Martinez told other officials his department’s priorities during that meeting.
“We are going to watch their businesses and we are going to be really patrolling the grocery stores to prevent people from losing their minds,” he said. “They’re losing their minds already, but it could get worse before it gets better.”
‘I’m just glad we’re past a really tough point’
A year after those tense first days and weeks of the crisis, nearly every official expressed gratitude for the community’s contribution making the pandemic response happen. It was more than wearing a mask: Olson talked of a law firm willing to facilitate, for free, public defense for virtual court proceedings; members of the business community donated their time, spaces and money to the effort; deputies and teachers and other critical employees continued their work to ensure the county could function.
And while many restrictions remain in place, the COVID-19 vaccination campaign appears on the cusp of ushering in the era of “new normal.”

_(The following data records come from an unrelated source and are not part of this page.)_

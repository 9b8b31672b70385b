//! Authentication service
//!
//! Registration, login and profile lookup over a [`UserStore`].

use std::sync::Arc;

use thiserror::Error;
use uuid::Uuid;

use crate::error::ApiError;
use crate::models::{AuthResponse, LoginRequest, NewUser, RegisterRequest, User};
use crate::store::{StoreError, UserStore};

use super::jwt::{generate_token, JwtError};
use super::password::{hash_password, verify_password, PasswordError};

/// Auth service errors
#[derive(Error, Debug)]
pub enum AuthError {
    #[error("{0} required")]
    MissingField(&'static str),

    #[error("Email already taken")]
    EmailTaken,

    #[error("Email does not exist")]
    EmailNotFound,

    #[error("Invalid password")]
    InvalidPassword,

    #[error("User not found")]
    UserNotFound,

    #[error("Password error: {0}")]
    Password(#[from] PasswordError),

    #[error("Token error: {0}")]
    Token(#[from] JwtError),

    #[error("Store error: {0}")]
    Store(StoreError),

    #[error("Background task failed: {0}")]
    Task(String),
}

impl From<StoreError> for AuthError {
    fn from(e: StoreError) -> Self {
        match e {
            StoreError::UniqueViolation(_) => AuthError::EmailTaken,
            other => AuthError::Store(other),
        }
    }
}

impl From<AuthError> for ApiError {
    fn from(e: AuthError) -> Self {
        match e {
            AuthError::MissingField(_) => ApiError::Validation(vec![e.to_string()]),
            AuthError::EmailTaken => ApiError::Conflict(e.to_string()),
            AuthError::EmailNotFound | AuthError::UserNotFound => ApiError::NotFound(e.to_string()),
            AuthError::InvalidPassword => ApiError::Unauthorized(e.to_string()),
            AuthError::Store(store_err) => store_err.into(),
            AuthError::Password(_) | AuthError::Token(_) | AuthError::Task(_) => {
                ApiError::InternalError(e.to_string())
            }
        }
    }
}

/// Authentication service
#[derive(Clone)]
pub struct AuthService {
    users: Arc<dyn UserStore>,
    jwt_secret: String,
    token_ttl_seconds: i64,
    bcrypt_cost: u32,
}

impl AuthService {
    pub fn new(
        users: Arc<dyn UserStore>,
        jwt_secret: String,
        token_ttl_seconds: i64,
        bcrypt_cost: u32,
    ) -> Self {
        Self {
            users,
            jwt_secret,
            token_ttl_seconds,
            bcrypt_cost,
        }
    }

    pub fn jwt_secret(&self) -> &str {
        &self.jwt_secret
    }

    /// Create an account and sign the new user in
    pub async fn register(&self, request: RegisterRequest) -> Result<AuthResponse, AuthError> {
        let name = request.name.ok_or(AuthError::MissingField("Name"))?;
        let email = request.email.ok_or(AuthError::MissingField("Email"))?;
        let password = request.password.ok_or(AuthError::MissingField("Password"))?;

        let email = normalize_email(&email);
        let cost = self.bcrypt_cost;
        let password_hash =
            tokio::task::spawn_blocking(move || hash_password(&password, cost))
                .await
                .map_err(|e| AuthError::Task(e.to_string()))??;

        let user = self
            .users
            .create_user(NewUser {
                name: name.trim().to_string(),
                email,
                password_hash,
            })
            .await?;

        tracing::info!(user_id = %user.id, "User registered");

        self.signed_in(user)
    }

    /// Check credentials and issue a token
    pub async fn login(&self, request: LoginRequest) -> Result<AuthResponse, AuthError> {
        let email = request.email.ok_or(AuthError::MissingField("Email"))?;
        let password = request.password.ok_or(AuthError::MissingField("Password"))?;

        let user = self
            .users
            .find_user_by_email(&normalize_email(&email))
            .await?
            .ok_or(AuthError::EmailNotFound)?;

        let password_hash = user.password_hash.clone();
        let matches =
            tokio::task::spawn_blocking(move || verify_password(&password, &password_hash))
                .await
                .map_err(|e| AuthError::Task(e.to_string()))??;

        if !matches {
            tracing::warn!(user_id = %user.id, "Login rejected: wrong password");
            return Err(AuthError::InvalidPassword);
        }

        self.signed_in(user)
    }

    pub async fn get_user_by_id(&self, user_id: Uuid) -> Result<User, AuthError> {
        self.users
            .find_user_by_id(user_id)
            .await?
            .ok_or(AuthError::UserNotFound)
    }

    fn signed_in(&self, user: User) -> Result<AuthResponse, AuthError> {
        let token = generate_token(user.id, &self.jwt_secret, self.token_ttl_seconds)?;
        Ok(AuthResponse {
            user: user.into(),
            token,
        })
    }
}

fn normalize_email(email: &str) -> String {
    email.trim().to_lowercase()
}
//! Request tracing middleware

use axum::{extract::Request, middleware::Next, response::Response};
use std::time::Instant;

/// Log each request with its outcome and duration
pub async fn request_tracing(request: Request, next: Next) -> Response {
    let method = request.method().clone();
    let path = request.uri().path().to_string();
    let client_ip = client_ip(&request);

    let start = Instant::now();
    tracing::debug!(method = %method, path = %path, client_ip = ?client_ip, "Request started");

    let response = next.run(request).await;

    let duration_ms = start.elapsed().as_millis();
    let status = response.status().as_u16();

    if response.status().is_server_error() {
        tracing::error!(method = %method, path = %path, status, duration_ms, "Request failed");
    } else if response.status().is_client_error() {
        tracing::warn!(method = %method, path = %path, status, duration_ms, "Request rejected");
    } else {
        tracing::info!(method = %method, path = %path, status, duration_ms, "Request completed");
    }

    response
}

/// First hop of `x-forwarded-for`, else `x-real-ip`
fn client_ip(request: &Request) -> Option<String> {
    let headers = request.headers();
    headers
        .get("x-forwarded-for")
        .and_then(|h| h.to_str().ok())
        .and_then(|s| s.split(',').next())
        .map(|s| s.trim().to_string())
        .or_else(|| {
            headers
                .get("x-real-ip")
                .and_then(|h| h.to_str().ok())
                .map(str::to_string)
        })
}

The work is not over for the county leaders tasked with managing the crisis, but there’s a sense of cautious optimism about where the pandemic is headed.
Young thanked the community for its patience during an unprecedented experience.
“We’re navigating this for the first time, too, and learning about the virus and how to keep people safe,” she said. “Ultimately we’re responsible for health, safety and welfare. That’s what shapes everything we do. And I’m just glad we’re past a really tough point.”
Bullough, who is nearing retirement, said the year was the most stressful of his professional career, but was thankful that he had the chance to play a role in the county’s response.
“As long as I live,” he said, “I’ll never forget that whirlwind of events and the emotion tied to it.”